Cuando Jesús pronuncia el Sermón de la Cena sabe bien que, una de las cosas en la que más debe de insistir es en la de La Permanencia. Permanecer, perseverar no es fácil y por mucho entusiasmo que se tenga en el comienzo, con el paso del tiempo las cosas se van enfriando. Por eso, Jesús no duda en pronunciar estas admirables palabras recogidas en el evangelio de Juan.
“Como el Padre me ama a Mí, así os amo Yo a vosotros. Permaneced en mi amor.
Pero sólo permaneceréis en mi amor, si obedecéis mis mandamientos, lo mismo que Yo he obedecido los mandatos de mi Padre y permanezco en su amor.
Os digo todo esto para que participéis de mi gozo y vuestro gozo sea completo” (Juan 15, 9 – 12)

El nuevo desafío de Jesús no tarda en aparecer. Después de que todos seamos uno, nos reta a permanecer juntos en el amor.
Yo creo que Jesús no se ha dado cuenta de que, si ponernos de acuerdo ya es bastante dificultoso, continuar de acuerdo, es casi imposible.
Sin embargo Él no desiste. No solamente se ha dedicado a declararnos su amor, sino que nos pide que permanezcamos -trabajando juntos- hasta que eso de “Permaneced en su amor” sea una realidad. Y yo creo que una declaración de amor como esta, espera siempre una respuesta generosa.
Es cierto, que el planteamiento suena raro en un mundo que huye del compromiso, que no acepta que le hablen de permanencia, de perseverancia… donde el evangelio está aparcado para unos y modificado para otros… Pero, es precisamente en este mundo donde Jesús ha querido dejar esta opción aunque seamos pocos los que optemos por permanecer en el amor de Cristo en plenitud.
No obstante los planes de Dios no son como los nuestros. De ahí que Jesús no dude en acogernos a todos como acogió a los doce el día de la Cena, sin importarle lo más mínimo cuál sea nuestra situación, ni nuestra realidad; Él nos sigue repitiendo que la unión con Él sostiene nuestra identidad de cristianos y que solamente -la vida vivida en Él- puede transformar el cosmos y la historia.

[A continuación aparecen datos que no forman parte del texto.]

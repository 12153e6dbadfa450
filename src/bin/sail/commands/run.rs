//! `sail run` command

use anyhow::Result;

use crate::cli::RunArgs;
use crate::commands::build::build_workspace;
use crate::GlobalOptions;
use sail::core::Workspace;
use sail::ops::sail_build::run_executable;
use sail::util::{GlobalContext, Status};

pub fn execute(args: RunArgs, global_opts: &GlobalOptions) -> Result<()> {
    let ctx = GlobalContext::new()?;
    let ws = Workspace::discover(&ctx)?;

    build_workspace(&ws, global_opts)?;

    let executable = ws.executable_path();
    let shown = executable
        .strip_prefix(ws.root())
        .unwrap_or(executable.as_path())
        .display()
        .to_string();
    global_opts.shell.status(Status::Running, shown);

    run_executable(&ws, &args.args)
}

Y aquí estamos nosotros, unidos al Señor, injertados en su cuerpo y formando todos una fraternidad.

¡Qué bien sabía Jesús lo que decía! Él, injertado en el Padre por el Espíritu era capaz de amar y dar vida sin ninguna limitación.
Y es, ese mismo Jesús el que hoy nos vuelve a hacer esa oferta. Injertémonos en Él -verdadera vid- con un corazón auténtico, sincero, abierto y generoso.

Para que, cuando nuestra oración se centre en la Unidad de los cristianos, seamos capaces de preguntarnos antes:
¿A qué vid estoy injertado?
¿Dónde y de qué alimento mi vida?
¿Me sacia la savia que recibo?
¿Reconozco a Cristo como la verdadera Vid?
¿Qué clase de sarmiento soy?
¿Doy frutos dignos?
¿Soy consciente de que sin Dios no puedo hacer nada?
¿Estoy convencido que esto nos ayudará a vivir la unidad?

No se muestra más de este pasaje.